The mature male shark, caught off Albany’s Cheynes Beach on August 27, can be seen hooked by Fisheries officers before being flipped upside down to induce a docile state known as ‘tonic immobility’.
Acoustic receivers were internally surgically implanted in the shark’s stomach before it was sewn up and released.
The shark is thought to be the largest white shark to be internally fitted with an acoustic transmitter tag in Australian waters.
WA’s shark monitoring network has about 320 receivers on the seabed and 20 satellite receivers to monitor tagged sharks.
There are 136 white sharks, 171 whaler sharks and 19 tiger sharks electronically tagged to set off network receivers when they swim within 400 to 500 metres of the satellite-linked acoustic receivers.

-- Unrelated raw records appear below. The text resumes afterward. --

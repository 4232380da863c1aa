//! Text overlays drawn over the canvas
//!
//! The score line and the end-of-game message are DOM elements layered on
//! top of the canvas; the strings themselves are plain functions so they can
//! be checked without a browser.

use crate::sim::Scene;

/// Score overlay text
pub fn score_text(score: u64) -> String {
    format!("Score: {}", score)
}

/// End-of-game overlay text
pub fn game_over_text(score: u64) -> String {
    format!(
        "You got Covid-19\nso now you need rest!\n\nYour score: {}\n\nPress SPACE to restart game!",
        score
    )
}

/// What the overlays should show for a scene
#[derive(Debug, Clone, PartialEq, Eq)]
pub struct HudView {
    pub score: String,
    /// `None` hides the message overlay
    pub message: Option<String>,
}

impl HudView {
    pub fn of(scene: &Scene) -> Self {
        Self {
            score: score_text(scene.score),
            message: scene.is_game_over().then(|| game_over_text(scene.score)),
        }
    }
}

/// Inline style with the display toggle swapped for the requested visibility
pub fn message_style(current: &str, visible: bool) -> String {
    let base = current
        .replace("display:none;", "")
        .replace("display:block;", "");
    let display = if visible { "block" } else { "none" };
    format!("{}display:{};", base, display)
}

/// DOM overlay elements, positioned over the canvas inside the mount point
#[cfg(target_arch = "wasm32")]
pub struct Hud {
    score_el: web_sys::Element,
    message_el: web_sys::Element,
    last: Option<HudView>,
}

#[cfg(target_arch = "wasm32")]
impl Hud {
    /// Create both overlays inside `container`
    pub fn mount(
        document: &web_sys::Document,
        container: &web_sys::Element,
    ) -> Result<Self, wasm_bindgen::JsValue> {
        let score_el = document.create_element("div")?;
        score_el.set_id("score-text");
        score_el.set_attribute(
            "style",
            "position:absolute;left:16px;top:16px;color:#fff;font:16px monospace;pointer-events:none;",
        )?;
        container.append_child(&score_el)?;

        let message_el = document.create_element("div")?;
        message_el.set_id("info-text");
        message_el.set_attribute(
            "style",
            "position:absolute;left:200px;top:200px;color:#fff;font:50px Arial;white-space:pre-line;pointer-events:none;display:none;",
        )?;
        container.append_child(&message_el)?;

        Ok(Self {
            score_el,
            message_el,
            last: None,
        })
    }

    /// Refresh the overlays; the DOM is only touched when the text changes
    pub fn sync(&mut self, scene: &Scene) {
        let view = HudView::of(scene);
        if self.last.as_ref() == Some(&view) {
            return;
        }

        self.score_el.set_text_content(Some(&view.score));

        let style = message_style(
            &self.message_el.get_attribute("style").unwrap_or_default(),
            view.message.is_some(),
        );
        self.message_el.set_text_content(view.message.as_deref());
        if let Err(e) = self.message_el.set_attribute("style", &style) {
            log::warn!("Failed to update message overlay: {:?}", e);
        }

        self.last = Some(view);
    }
}

#[cfg(test)]
mod tests {
    use super::*;
    use crate::sim::{SceneLayout, collect_star, hit_bomb};

    #[test]
    fn test_score_text() {
        assert_eq!(score_text(0), "Score: 0");
        assert_eq!(score_text(130), "Score: 130");
    }

    #[test]
    fn test_game_over_text_has_score() {
        let text = game_over_text(70);
        assert!(text.contains("Your score: 70"));
        assert!(text.ends_with("Press SPACE to restart game!"));
    }

    #[test]
    fn test_message_style_toggles_display() {
        let hidden = "left:200px;display:none;";
        let shown = message_style(hidden, true);
        assert_eq!(shown, "left:200px;display:block;");
        assert_eq!(message_style(&shown, false), hidden);
        // Repeated syncs never stack display rules
        assert_eq!(message_style(&shown, true), shown);
    }

    #[test]
    fn test_view_follows_scene() {
        let mut scene = Scene::create(SceneLayout::default(), 3);
        let view = HudView::of(&scene);
        assert_eq!(view.score, "Score: 0");
        assert_eq!(view.message, None);

        collect_star(&mut scene, 0);
        hit_bomb(&mut scene, 0);
        let view = HudView::of(&scene);
        assert_eq!(view.score, "Score: 10");
        assert_eq!(view.message, Some(game_over_text(10)));
    }
}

Fisheries Minister Troy Buswell said that after improvements to the notification system, alerts could now be delivered to safety agencies within than two minutes, as well as to the Surf Life Saving WA Twitter feed and website.
“These upgrades mean this summer, response agencies will have even more time to close a beach and alert water users of potential shark hazards, with alerts from receivers being sent faster,” he said.
Fisheries Department principal research scientist Rory McAuley said acoustic tags provided important knowledge about sharks.
"The battery life of internal acoustic tags is up to 10 years so the scientific data that may be collected from this shark is unprecedented," he said.The state government is also planning a dedicated website for shark information and alerts this summer.